G.S. Keyes, Mirror of Empire: Dutch Marine Art of the Seventeenth Century, exhibition catalogue, Cambridge 1990, p. 182.

This painting is a particularly fine example of the unusual lighting effects depicted by Verschuier in his atmospheric marines. Compared to his sunsets, moonlit nocturnes such as this rarely feature in his œuvre. The artist's interest in ships and shipping activities is much in evidence here. Verschuier paints a coastal scene in moonlight, with small vessels and a Dutch merchant flute firing cannon. The water ruffled by a light breeze catches the rays of moonlight, creating a lively pattern of rippling waves captured in the beams of light. Other touches of bright paint enliven the scene, for instance the flickering touches on the boat at the far left to render a fire, around which figures huddle, and the massed bank of clouds underlit by the moon.  

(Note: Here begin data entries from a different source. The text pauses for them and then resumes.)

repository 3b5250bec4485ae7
pub mod summary_writer;

pub use summary_writer::{OutputFormat, SummaryWriter};
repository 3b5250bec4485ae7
use chrono::NaiveDate;
use serde::{Deserialize, Serialize};
use std::collections::HashMap;

use crate::models::ForecastSample;

/// All samples that fall on one UTC calendar day, in input order.
#[derive(Debug, Clone, PartialEq)]
pub struct DayBucket<'a> {
    pub date: NaiveDate,
    pub samples: Vec<&'a ForecastSample>,
}

impl<'a> DayBucket<'a> {
    pub fn new(date: NaiveDate, samples: Vec<&'a ForecastSample>) -> Self {
        Self { date, samples }
    }

    /// Date key in "YYYY-MM-DD" form
    pub fn key(&self) -> String {
        self.date.format("%Y-%m-%d").to_string()
    }

    pub fn len(&self) -> usize {
        self.samples.len()
    }

    pub fn is_empty(&self) -> bool {
        self.samples.is_empty()
    }
}

/// Day buckets keyed by date, iterated in first-occurrence order.
#[derive(Debug, Clone, Default)]
pub struct DayBuckets<'a> {
    buckets: Vec<DayBucket<'a>>,
    index: HashMap<NaiveDate, usize>,
}

impl<'a> DayBuckets<'a> {
    pub fn new() -> Self {
        Self::default()
    }

    /// Append a sample to its day's bucket, opening the bucket on first sight of the date.
    pub fn push(&mut self, date: NaiveDate, sample: &'a ForecastSample) {
        match self.index.get(&date) {
            Some(&position) => self.buckets[position].samples.push(sample),
            None => {
                self.index.insert(date, self.buckets.len());
                self.buckets.push(DayBucket::new(date, vec![sample]));
            }
        }
    }

    pub fn get(&self, date: &NaiveDate) -> Option<&DayBucket<'a>> {
        self.index.get(date).map(|&position| &self.buckets[position])
    }

    pub fn dates(&self) -> impl Iterator<Item = NaiveDate> + '_ {
        self.buckets.iter().map(|b| b.date)
    }

    pub fn keys(&self) -> Vec<String> {
        self.buckets.iter().map(DayBucket::key).collect()
    }

    pub fn iter(&self) -> std::slice::Iter<'_, DayBucket<'a>> {
        self.buckets.iter()
    }

    pub fn len(&self) -> usize {
        self.buckets.len()
    }

    pub fn is_empty(&self) -> bool {
        self.buckets.is_empty()
    }
}

impl<'a, 'b> IntoIterator for &'b DayBuckets<'a> {
    type Item = &'b DayBucket<'a>;
    type IntoIter = std::slice::Iter<'b, DayBucket<'a>>;

    fn into_iter(self) -> Self::IntoIter {
        self.buckets.iter()
    }
}

/// Aggregated statistics for one day, in metric units.
#[derive(Debug, Clone, PartialEq, Serialize, Deserialize)]
pub struct DaySummary {
    pub date: NaiveDate,
    pub temp_min: f64,
    pub temp_max: f64,
    pub avg_humidity: i64,
    /// Mean wind rounded to whole m/s
    pub avg_wind_speed: f64,
    /// Unrounded mean wind in m/s, converted before rounding for display
    pub mean_wind_speed: f64,
    pub max_precip_probability: i64,
    pub icon: String,
}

Verschuier's work as a marine painter is wide-ranging: he painted historical events such as the Arrival of Charles II of England in Rotterdam (Rijksmuseum, Amsterdam) and The Fire of London (Szépművészeti Múzeum, Budapest); shipping scenes, of which the most unusual depict the whaling industry; and smaller pictures of coastal scenes at sunset or in moonlight, as here. Only one dated picture, of 1661, is known (Alte Pinakothek, Munich). Saskia Nihom-Nijstad has pointed out the close relationship between Ships in moonlight and a painting of the same dimensions, Ships in a bay at sunset, in the celebrated Lugt collection at the Fondation Custodia, Paris. Similar in its arrangement of boats and in the treatment of the figure at the far right, she dates the latter c. 1660, which accords well with the style of this picture. The analogy is reiterated by George S. Keyes in his exhibition catalogue Mirror of Empire (see Literature).